The UK's Climate Rebels
In a worn leather armchair on London's bare Blackheath, a middle-aged man is reading Cormac McCarthy's The Road, in which a father and son trudge through a lifeless postapocalyptic world. Around him spreads a city of colorful pop-up tents, kitchens under canvas, composting toilets and a solar-powered cinema. The bright pink banner over the entrance reads, Capitalism Is Crisis.
Welcome to the 2009 Camp for Climate Action, a weeklong, late-summer strategy session, teach-in and experiment in sustainable living by Britain's direct-action movement against climate change. The offspring of a liaison between anticapitalist protesters and environmental activists, Climate Camp was born in a field outside the G-8 summit in Scotland in 2005--the one where former Prime Minister Tony Blair vowed to make climate change a priority, helping to push the issue up the media agenda. Since then campers have invaded coal-fired power stations, protested the planned third runway at London's Heathrow Airport ("We are armed...only with peer-reviewed science") and pitched their tents in the heart of the City of London to highlight the connections between profit and carbon abuse. With other groups from the growing movement for climate justice--from urban activists to indigenous campaigners--the camp will have a loud presence in Copenhagen in December, aiming to turn the conference for a day into a People's Summit.
Previous gatherings have been plagued by overzealous policing, which hijacked headlines and detracted from the camp's main messages--no new coal, no new runways, an end to endless growth--but at the Blackheath camp the police have been on their best behavior. Blackheath is still common land, where any local is in theory free to graze his sheep. Wat Tyler's Peasant Revolt assembled here in 1381 to march against the government, as did the Kent rebellion in 1450 and suffragettes in the early twentieth century. The campers see themselves as heirs to those traditions, and in a sense they are. If you are young (or not so young), idealistic and radical in Britain now, this is where you go for community, engagement and direct-action training.
In the last week of August as many as 3,000 people visited Blackheath, to camp, to attend a workshop or just to try a smoothie made in a bicycle-powered blender. The atmosphere was somewhere between a conference and a festival. In the milky light of the main marquee, geeky young men in glasses, girls in recycled frocks and seasoned old campaigners discussed climate science and carbon trading, composting and convergence with visitors from think tanks and environmental NGOs. A vigorous daily role-playing game taught would-be protesters how to deal with police tactics. Hours were spent debating the movement's future. How to reach out to "workers," older people, ethnic minorities? "Edgy" and radical, or "fluffy" and more accessible? Anticapitalist or merely antigrowth?
Climate Camp has been criticized for being too inward-looking, and all this navel-gazing has its self-indulgent aspect. But then, movements like this one--mostly young and white and middle class--have always been about transforming their participants as well as the wider world. Climate Camp has no (official) leaders; decisions are made by consensus using a code of hand signals, which can take some time. And while some punters may just be along for the ride, a growing number see civil disobedience as the only sane response to a desperate situation and are willing to risk arrest and serious injury.
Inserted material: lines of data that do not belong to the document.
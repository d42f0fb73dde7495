use clap::ValueEnum;
use serde::{Deserialize, Serialize};
use tracing_subscriber::{layer::SubscriberExt, util::SubscriberInitExt, EnvFilter};

#[derive(Debug, Clone, Copy, Default, PartialEq, Eq, Serialize, Deserialize, ValueEnum)]
#[serde(rename_all = "lowercase")]
pub enum LogFormat {
    #[default]
    Compact,
    Json,
}

fn env_filter(verbose: bool) -> EnvFilter {
    let fallback = if verbose {
        "wa_webhook=debug,tower_http=debug,info"
    } else {
        "wa_webhook=info,tower_http=info"
    };
    EnvFilter::try_from_default_env().unwrap_or_else(|_| EnvFilter::new(fallback))
}

pub fn init_logger(format: LogFormat, verbose: bool) {
    let registry = tracing_subscriber::registry().with(env_filter(verbose));

    match format {
        LogFormat::Compact => registry
            .with(
                tracing_subscriber::fmt::layer()
                    .with_target(false)
                    .with_thread_ids(false)
                    .with_file(false)
                    .with_line_number(false)
                    .compact(),
            )
            .init(),
        // one object per line for container log drivers
        LogFormat::Json => registry
            .with(
                tracing_subscriber::fmt::layer()
                    .with_target(true)
                    .with_file(false)
                    .with_line_number(false)
                    .json(),
            )
            .init(),
    }
}

pub fn init_cli_logger(verbose: bool) {
    init_logger(LogFormat::Compact, verbose);
}
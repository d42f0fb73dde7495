use tempfile::TempDir;
use wa_webhook::core::summary::export_summary;
use wa_webhook::core::ConversationStore;
use wa_webhook::{SqliteStore, WebhookError};

#[test]
fn test_export_summary_from_database_file() {
    let temp_dir = TempDir::new().unwrap();
    let db_path = temp_dir.path().join("data").join("whatsapp_data.db");
    let csv_path = temp_dir.path().join("reports").join("conversation_summary.csv");

    {
        let store = SqliteStore::open(&db_path).unwrap();
        for sender in ["5511000000001", "5511000000002", "5511000000003"] {
            store.record_message(sender, 1_700_000_000).unwrap();
        }
        store.close_conversation("5511000000001").unwrap();
        store.close_conversation("5511000000002").unwrap();
        store.record_message("5511000000002", 1_700_000_500).unwrap();
    }

    let summary = export_summary(&db_path, &csv_path).unwrap();

    assert_eq!(summary.new_conversations, 4);
    assert_eq!(summary.open_conversations, 2);
    assert_eq!(summary.closed_conversations, 1);

    let content = std::fs::read_to_string(&csv_path).unwrap();
    let mut reader = csv::Reader::from_reader(content.as_bytes());
    let headers: Vec<String> = reader.headers().unwrap().iter().map(String::from).collect();
    assert_eq!(headers, vec!["Metric", "Value"]);

    let rows: Vec<(String, i64)> = reader
        .records()
        .map(|r| {
            let r = r.unwrap();
            (r[0].to_string(), r[1].parse().unwrap())
        })
        .collect();

    assert_eq!(
        rows,
        vec![
            ("New Conversations (Total)".to_string(), 4),
            ("Open Conversations (Current)".to_string(), 2),
            ("Closed Conversations".to_string(), 1),
        ]
    );
}

#[test]
fn test_export_requires_existing_database() {
    let temp_dir = TempDir::new().unwrap();
    let db_path = temp_dir.path().join("whatsapp_data.db");
    let csv_path = temp_dir.path().join("conversation_summary.csv");

    let result = export_summary(&db_path, &csv_path);

    assert!(matches!(result, Err(WebhookError::NotFound { .. })));
    assert!(!db_path.exists());
    assert!(!csv_path.exists());
}

#[test]
fn test_export_of_fresh_database_is_all_zero() {
    let temp_dir = TempDir::new().unwrap();
    let db_path = temp_dir.path().join("whatsapp_data.db");
    let csv_path = temp_dir.path().join("conversation_summary.csv");
    drop(SqliteStore::open(&db_path).unwrap());

    export_summary(&db_path, &csv_path).unwrap();

    let content = std::fs::read_to_string(&csv_path).unwrap();
    assert!(content.contains("New Conversations (Total),0"));
    assert!(content.contains("Closed Conversations,0"));
}

#[test]
fn test_export_does_not_modify_database() {
    let temp_dir = TempDir::new().unwrap();
    let db_path = temp_dir.path().join("whatsapp_data.db");
    let csv_path = temp_dir.path().join("conversation_summary.csv");

    // Bare schema as the first release wrote it, without a migration ledger
    {
        let conn = rusqlite::Connection::open(&db_path).unwrap();
        conn.execute_batch(
            "CREATE TABLE conversations (sender_id TEXT PRIMARY KEY, status TEXT NOT NULL, last_update INTEGER NOT NULL);
             CREATE TABLE counters (counter_name TEXT PRIMARY KEY, value INTEGER NOT NULL);
             INSERT INTO conversations VALUES ('a', 'open', 10), ('b', 'closed', 20);
             INSERT INTO counters VALUES ('new_conversation_count', 3);",
        )
        .unwrap();
    }

    let summary = export_summary(&db_path, &csv_path).unwrap();
    assert_eq!(
        (summary.new_conversations, summary.open_conversations, summary.closed_conversations),
        (3, 1, 1)
    );

    let conn = rusqlite::Connection::open(&db_path).unwrap();
    let ledger_tables: i64 = conn
        .query_row(
            "SELECT COUNT(*) FROM sqlite_master WHERE name = 'schema_migrations'",
            [],
            |row| row.get(0),
        )
        .unwrap();
    assert_eq!(ledger_tables, 0);
    let journal_mode: String = conn.query_row("PRAGMA journal_mode", [], |row| row.get(0)).unwrap();
    assert_ne!(journal_mode.to_lowercase(), "wal");
}
// Domain layer: conversation model, webhook payload shape and the ports the
// core depends on.

pub mod model;
pub mod ports;
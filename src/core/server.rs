use crate::adapters::http::{router, AppState};
use crate::config::ServiceSettings;
use crate::core::tracker::ConversationTracker;
use crate::core::ConversationStore;
use crate::utils::error::Result;
use axum::Router;
use std::future::Future;
use std::net::SocketAddr;
use tokio::net::TcpListener;

pub struct WebhookServer {
    listener: TcpListener,
    router: Router,
}

impl WebhookServer {
    pub async fn bind<S: ConversationStore + 'static>(
        settings: &ServiceSettings,
        store: S,
    ) -> Result<Self> {
        let state = AppState::new(
            ConversationTracker::new(store),
            settings.verify_token.as_str(),
            settings.app_secret.as_str(),
        );
        let router = router(state, settings.max_body_bytes);
        let listener = TcpListener::bind(settings.bind_addr()).await?;

        Ok(Self { listener, router })
    }

    pub fn local_addr(&self) -> Result<SocketAddr> {
        Ok(self.listener.local_addr()?)
    }

    /// Serves until `shutdown` resolves, then drains in-flight requests.
    pub async fn run<F>(self, shutdown: F) -> Result<()>
    where
        F: Future<Output = ()> + Send + 'static,
    {
        tracing::info!("🚀 Listening on http://{}", self.local_addr()?);

        axum::serve(self.listener, self.router)
            .with_graceful_shutdown(shutdown)
            .await?;

        tracing::info!("Server stopped");
        Ok(())
    }
}

/// Resolves on Ctrl-C or, on unix, SIGTERM (what `docker stop` sends).
pub async fn shutdown_signal() {
    let ctrl_c = async {
        if let Err(e) = tokio::signal::ctrl_c().await {
            tracing::error!("Failed to listen for Ctrl-C: {}", e);
            std::future::pending::<()>().await;
        }
    };

    #[cfg(unix)]
    let terminate = async {
        match tokio::signal::unix::signal(tokio::signal::unix::SignalKind::terminate()) {
            Ok(mut signal) => {
                signal.recv().await;
            }
            Err(e) => {
                tracing::error!("Failed to listen for SIGTERM: {}", e);
                std::future::pending::<()>().await;
            }
        }
    };

    #[cfg(not(unix))]
    let terminate = std::future::pending::<()>();

    tokio::select! {
        _ = ctrl_c => tracing::info!("Received Ctrl-C, shutting down"),
        _ = terminate => tracing::info!("Received SIGTERM, shutting down"),
    }
}
#![allow(dead_code)]

use axum::Router;
use wa_webhook::core::ConversationStore;
use wa_webhook::{router, AppState, ConversationTracker, SqliteStore};

pub const VERIFY_TOKEN: &str = "test-verify-token";
pub const APP_SECRET: &str = "test-app-secret";

pub fn test_router(max_body_bytes: usize) -> Router {
    router_with_store(SqliteStore::open_in_memory().unwrap(), max_body_bytes)
}

pub fn router_with_store<S: ConversationStore + 'static>(store: S, max_body_bytes: usize) -> Router {
    let state = AppState::new(ConversationTracker::new(store), VERIFY_TOKEN, APP_SECRET);
    router(state, max_body_bytes)
}

/// A notification in the shape WhatsApp Cloud API delivers text messages.
pub fn message_payload(messages: &[(&str, &str, &str)]) -> Vec<u8> {
    let messages: Vec<serde_json::Value> = messages
        .iter()
        .map(|(from, kind, timestamp)| {
            serde_json::json!({
                "from": from,
                "id": format!("wamid.{}.{}", from, timestamp),
                "timestamp": timestamp,
                "type": kind,
                "text": {"body": "hello"}
            })
        })
        .collect();

    serde_json::to_vec(&serde_json::json!({
        "object": "whatsapp_business_account",
        "entry": [{
            "id": "102290129340398",
            "changes": [{
                "field": "messages",
                "value": {
                    "messaging_product": "whatsapp",
                    "metadata": {"phone_number_id": "106540352242922"},
                    "messages": messages
                }
            }]
        }]
    }))
    .unwrap()
}
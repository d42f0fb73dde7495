use crate::utils::error::{Result, WebhookError};
use serde::Deserialize;

/// Query string of the GET subscription handshake.
#[derive(Debug, Clone, Default, Deserialize)]
pub struct SubscriptionQuery {
    #[serde(rename = "hub.mode")]
    pub mode: Option<String>,
    #[serde(rename = "hub.verify_token")]
    pub verify_token: Option<String>,
    #[serde(rename = "hub.challenge")]
    pub challenge: Option<String>,
}

/// Returns the challenge to echo back, or `VerificationFailed`.
pub fn verify_subscription(query: &SubscriptionQuery, expected_token: &str) -> Result<String> {
    let subscribed = query.mode.as_deref() == Some("subscribe")
        && query.verify_token.as_deref() == Some(expected_token);

    if !subscribed {
        tracing::warn!(mode = ?query.mode, "Webhook verification failed");
        return Err(WebhookError::VerificationFailed);
    }

    tracing::info!("Webhook verified");
    Ok(query.challenge.clone().unwrap_or_default())
}
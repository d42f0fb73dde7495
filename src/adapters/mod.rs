// Adapters layer: concrete implementations for external systems (SQLite storage, HTTP).

pub mod http;
pub mod storage;
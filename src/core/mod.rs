pub mod server;
pub mod signature;
pub mod summary;
pub mod tracker;
pub mod verification;

pub use crate::domain::model::{ConversationRecord, ConversationSummary, MessageOutcome, WebhookPayload};
pub use crate::domain::ports::{ConfigProvider, ConversationStore};
pub use crate::utils::error::Result;
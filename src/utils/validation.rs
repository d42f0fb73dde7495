use crate::utils::error::{Result, WebhookError};

pub trait Validate {
    fn validate(&self) -> Result<()>;
}

pub fn validate_path(field_name: &str, path: &str) -> Result<()> {
    if path.is_empty() {
        return Err(WebhookError::InvalidConfigValueError {
            field: field_name.to_string(),
            value: path.to_string(),
            reason: "Path cannot be empty".to_string(),
        });
    }

    if path.contains('\0') {
        return Err(WebhookError::InvalidConfigValueError {
            field: field_name.to_string(),
            value: path.to_string(),
            reason: "Path contains null bytes".to_string(),
        });
    }

    Ok(())
}

pub fn validate_port(field_name: &str, port: u16) -> Result<()> {
    if port == 0 {
        return Err(WebhookError::InvalidConfigValueError {
            field: field_name.to_string(),
            value: port.to_string(),
            reason: "Port must be between 1 and 65535".to_string(),
        });
    }
    Ok(())
}

pub fn validate_required_field<'a>(field_name: &str, value: Option<&'a str>) -> Result<&'a str> {
    value.ok_or_else(|| WebhookError::MissingConfigError {
        field: field_name.to_string(),
    })
}

/// Like [`validate_non_empty_string`] but never echoes the value back.
pub fn validate_secret(field_name: &str, value: &str) -> Result<()> {
    if value.trim().is_empty() {
        return Err(WebhookError::InvalidConfigValueError {
            field: field_name.to_string(),
            value: "<redacted>".to_string(),
            reason: "Value cannot be empty or whitespace-only".to_string(),
        });
    }
    Ok(())
}

pub fn validate_non_empty_string(field_name: &str, value: &str) -> Result<()> {
    if value.trim().is_empty() {
        return Err(WebhookError::InvalidConfigValueError {
            field: field_name.to_string(),
            value: value.to_string(),
            reason: "Value cannot be empty or whitespace-only".to_string(),
        });
    }
    Ok(())
}

pub fn validate_range<T: PartialOrd + std::fmt::Display + Copy>(
    field_name: &str,
    value: T,
    min: T,
    max: T,
) -> Result<()> {
    if value < min || value > max {
        return Err(WebhookError::InvalidConfigValueError {
            field: field_name.to_string(),
            value: value.to_string(),
            reason: format!("Value must be between {} and {}", min, max),
        });
    }
    Ok(())
}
The camp is the largest node in a network of direct-action groups that have sprung up in Britain over the past five years; their tactics range from the physically courageous to the whimsically theatrical. Protesters have scaled power-station towers, stopped coal trains and super-glued themselves to corporate headquarters. Members of Plane Stupid shut down airports by climbing on top of short-haul jets or chaining themselves to the wheels. This summer Climate Rush, in suffragette petticoats, caught the tabloids' attention by dumping manure on the driveway of Jeremy Clarkson, the BBC's motormouthed car promoter. A "Climate Casino" held in full evening dress outside the European Climate Exchange dramatized one of the Blackheath camp's key arguments: that market-based solutions like carbon trading will not deliver the necessary emission reductions and risks producing a new financial bubble. The performance inspired a Channel 4 TV news investigation that confirmed the protesters' case: large profits are made through carbon trading, but almost no carbon is saved.
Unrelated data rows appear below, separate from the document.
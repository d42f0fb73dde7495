//! SQLite-backed [`ConversationStore`].

use crate::core::ConversationStore;
use crate::domain::model::{
    ConversationRecord, ConversationStatus, ConversationSummary, MessageOutcome,
};
use crate::utils::error::{Result, WebhookError};
use chrono::Utc;
use rusqlite::types::Type;
use rusqlite::{Connection, OpenFlags, OptionalExtension, Row};
use std::collections::BTreeMap;
use std::path::Path;
use std::sync::{Mutex, MutexGuard};
use std::time::Duration;

pub const NEW_CONVERSATION_COUNTER: &str = "new_conversation_count";

const BUSY_TIMEOUT: Duration = Duration::from_millis(3000);

const MIGRATIONS: &[(&str, &str)] = &[("001_init", include_str!("../../migrations/001_init.sql"))];

#[derive(Debug)]
pub struct SqliteStore {
    conn: Mutex<Connection>,
}

impl SqliteStore {
    /// Opens (creating if needed) the database file and its directory.
    pub fn open<P: AsRef<Path>>(path: P) -> Result<Self> {
        let path = path.as_ref();
        if let Some(parent) = path.parent().filter(|p| !p.as_os_str().is_empty()) {
            std::fs::create_dir_all(parent)?;
        }

        let conn = Connection::open(path)?;
        conn.pragma_update_and_check(None, "journal_mode", "WAL", |row| row.get::<_, String>(0))?;
        tracing::debug!("Opened conversation database at {}", path.display());
        Self::from_connection(conn)
    }

    /// Opens an existing database for reading only. Nothing is created,
    /// migrated or switched to WAL.
    pub fn open_read_only<P: AsRef<Path>>(path: P) -> Result<Self> {
        let path = path.as_ref();
        if !path.is_file() {
            return Err(WebhookError::NotFound {
                what: format!("Database file '{}'", path.display()),
            });
        }

        let conn = Connection::open_with_flags(
            path,
            OpenFlags::SQLITE_OPEN_READ_ONLY | OpenFlags::SQLITE_OPEN_NO_MUTEX,
        )?;
        conn.busy_timeout(BUSY_TIMEOUT)?;
        tracing::debug!("Opened conversation database read-only at {}", path.display());

        Ok(Self {
            conn: Mutex::new(conn),
        })
    }

    pub fn open_in_memory() -> Result<Self> {
        Self::from_connection(Connection::open_in_memory()?)
    }

    fn from_connection(mut conn: Connection) -> Result<Self> {
        conn.busy_timeout(BUSY_TIMEOUT)?;
        Self::migrate(&mut conn)?;
        Ok(Self {
            conn: Mutex::new(conn),
        })
    }

    fn migrate(conn: &mut Connection) -> Result<()> {
        let tx = conn.transaction()?;
        tx.execute(
            "CREATE TABLE IF NOT EXISTS schema_migrations (
                version TEXT PRIMARY KEY,
                applied_at INTEGER NOT NULL
            )",
            [],
        )?;

        for (version, sql) in MIGRATIONS {
            let applied = tx
                .query_row(
                    "SELECT 1 FROM schema_migrations WHERE version = ?1",
                    [version],
                    |_| Ok(()),
                )
                .optional()?
                .is_some();
            if applied {
                continue;
            }

            tx.execute_batch(sql)?;
            tx.execute(
                "INSERT INTO schema_migrations (version, applied_at) VALUES (?1, ?2)",
                (version, Utc::now().timestamp()),
            )?;
            tracing::info!(version, "Applied database migration");
        }

        tx.commit()?;
        Ok(())
    }

    fn lock(&self) -> Result<MutexGuard<'_, Connection>> {
        self.conn.lock().map_err(|_| WebhookError::LockPoisoned)
    }
}

fn status_column(row: &Row<'_>, idx: usize) -> rusqlite::Result<ConversationStatus> {
    let raw: String = row.get(idx)?;
    raw.parse()
        .map_err(|e: String| rusqlite::Error::FromSqlConversionFailure(idx, Type::Text, e.into()))
}

impl ConversationStore for SqliteStore {
    fn record_message(&self, sender_id: &str, timestamp: i64) -> Result<MessageOutcome> {
        let mut conn = self.lock()?;
        let tx = conn.transaction()?;

        let current = tx
            .query_row(
                "SELECT status FROM conversations WHERE sender_id = ?1",
                [sender_id],
                |row| status_column(row, 0),
            )
            .optional()?;

        let outcome = match current {
            None => MessageOutcome::FirstContact,
            Some(ConversationStatus::Closed) => MessageOutcome::Reopened,
            Some(ConversationStatus::Open) => MessageOutcome::Continued,
        };

        if outcome.is_new_conversation() {
            tx.execute(
                "INSERT INTO conversations (sender_id, status, last_update) VALUES (?1, 'open', ?2)
                 ON CONFLICT (sender_id) DO UPDATE SET status = 'open', last_update = excluded.last_update",
                (sender_id, timestamp),
            )?;
            tx.execute(
                "INSERT INTO counters (counter_name, value) VALUES (?1, 1)
                 ON CONFLICT (counter_name) DO UPDATE SET value = value + 1",
                [NEW_CONVERSATION_COUNTER],
            )?;
        } else {
            tx.execute(
                "UPDATE conversations SET last_update = ?2 WHERE sender_id = ?1",
                (sender_id, timestamp),
            )?;
        }

        tx.commit()?;
        Ok(outcome)
    }

    fn close_conversation(&self, sender_id: &str) -> Result<bool> {
        let conn = self.lock()?;
        let changed = conn.execute(
            "UPDATE conversations SET status = 'closed' WHERE sender_id = ?1",
            [sender_id],
        )?;
        Ok(changed > 0)
    }

    fn new_conversation_count(&self) -> Result<i64> {
        let conn = self.lock()?;
        let value = conn
            .query_row(
                "SELECT value FROM counters WHERE counter_name = ?1",
                [NEW_CONVERSATION_COUNTER],
                |row| row.get(0),
            )
            .optional()?;
        Ok(value.unwrap_or(0))
    }

    fn conversations(&self) -> Result<BTreeMap<String, ConversationRecord>> {
        let conn = self.lock()?;
        let mut stmt = conn.prepare(
            "SELECT sender_id, status, last_update FROM conversations ORDER BY sender_id",
        )?;
        let mut rows = stmt.query([])?;
        let mut out = BTreeMap::new();
        while let Some(row) = rows.next()? {
            out.insert(
                row.get(0)?,
                ConversationRecord {
                    status: status_column(row, 1)?,
                    last_update: row.get(2)?,
                },
            );
        }
        Ok(out)
    }

    fn summary(&self) -> Result<ConversationSummary> {
        // one statement, so the counter and the status counts are one snapshot
        let conn = self.lock()?;
        let (new_conversations, open_conversations, closed_conversations) = conn.query_row(
            "SELECT
                COALESCE((SELECT value FROM counters WHERE counter_name = ?1), 0),
                COALESCE(SUM(status = 'open'), 0),
                COALESCE(SUM(status = 'closed'), 0)
             FROM conversations",
            [NEW_CONVERSATION_COUNTER],
            |row| Ok((row.get(0)?, row.get(1)?, row.get(2)?)),
        )?;

        Ok(ConversationSummary {
            new_conversations,
            open_conversations,
            closed_conversations,
            generated_at: Utc::now(),
        })
    }
}
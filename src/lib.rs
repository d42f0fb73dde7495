pub mod adapters;
pub mod config;
pub mod core;
pub mod domain;
pub mod utils;

pub use adapters::http::{router, AppState};
pub use adapters::storage::SqliteStore;
pub use config::{toml_config::TomlConfig, CliConfig, ServiceSettings};
pub use core::{server::WebhookServer, tracker::ConversationTracker};
pub use utils::error::{Result, WebhookError};
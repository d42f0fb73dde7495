use clap::Parser;
use wa_webhook::core::server::shutdown_signal;
use wa_webhook::utils::logger;
use wa_webhook::{CliConfig, ServiceSettings, SqliteStore, TomlConfig, WebhookError, WebhookServer};

fn fail(e: WebhookError) -> ! {
    tracing::error!(
        "❌ Startup failed: {} (Category: {:?}, Severity: {:?})",
        e,
        e.category(),
        e.severity()
    );
    eprintln!("❌ {}", e.user_friendly_message());
    eprintln!("💡 Suggestion: {}", e.recovery_suggestion());
    std::process::exit(e.exit_code());
}

#[tokio::main]
async fn main() -> anyhow::Result<()> {
    // .env is optional; in the container compose injects the same variables
    let _ = dotenvy::dotenv();
    let cli = CliConfig::parse();

    let toml_config = match cli.config.as_deref() {
        Some(path) => match TomlConfig::from_file(path) {
            Ok(config) => Some(config),
            Err(e) => {
                eprintln!("❌ Failed to load config file '{}': {}", path, e);
                eprintln!("💡 Make sure the file exists and is valid TOML format");
                std::process::exit(1);
            }
        },
        None => None,
    };

    match &toml_config {
        Some(config) => logger::init_logger(config.logging.format, config.logging.verbose || cli.verbose),
        None => logger::init_logger(cli.log_format, cli.verbose),
    }

    tracing::info!("Starting wa-webhook {}", env!("CARGO_PKG_VERSION"));

    let settings = match &toml_config {
        Some(config) => {
            tracing::info!("📁 Configuration loaded from {}", cli.config.as_deref().unwrap_or_default());
            ServiceSettings::from_provider(config)
        }
        None => ServiceSettings::from_provider(&cli),
    }
    .unwrap_or_else(|e| fail(e));

    tracing::debug!(?settings, "Resolved settings");

    let store = SqliteStore::open(&settings.database_path).unwrap_or_else(|e| fail(e));
    tracing::info!("📁 Conversation database: {}", settings.database_path.display());

    let server = WebhookServer::bind(&settings, store)
        .await
        .unwrap_or_else(|e| fail(e));

    server.run(shutdown_signal()).await?;
    Ok(())
}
The direct-action movement keeps climate change in the news, draws attention to key battlegrounds, expands the space for dissent, brings urgency and flair to an issue that can seem distant or numbingly technical. It can also claim a couple of concrete victories, though the recession has had as much to do with both. In October the German power company E.ON shelved its plans to expand the Kingsnorth coal-fired power station in Kent--site of a previous camp--after failing to win an EU grant for a carbon capture and storage project, which went instead to an existing plant in Yorkshire. The planning application for Heathrow's third runway has also been put on ice until after the next election; the Conservatives, who are almost certain to win, have said they will scrap the development. The runway has attracted widespread opposition, not least from local residents and from the government's advisory body, the Committee on Climate Change. Greenpeace (the original environmental direct-action group) has bought a plot of land in the runway's path with the help of three celebrities; more than 57,000 people have joined "Airplot" as nominal legal owners, theoretically too many to evict or take to court.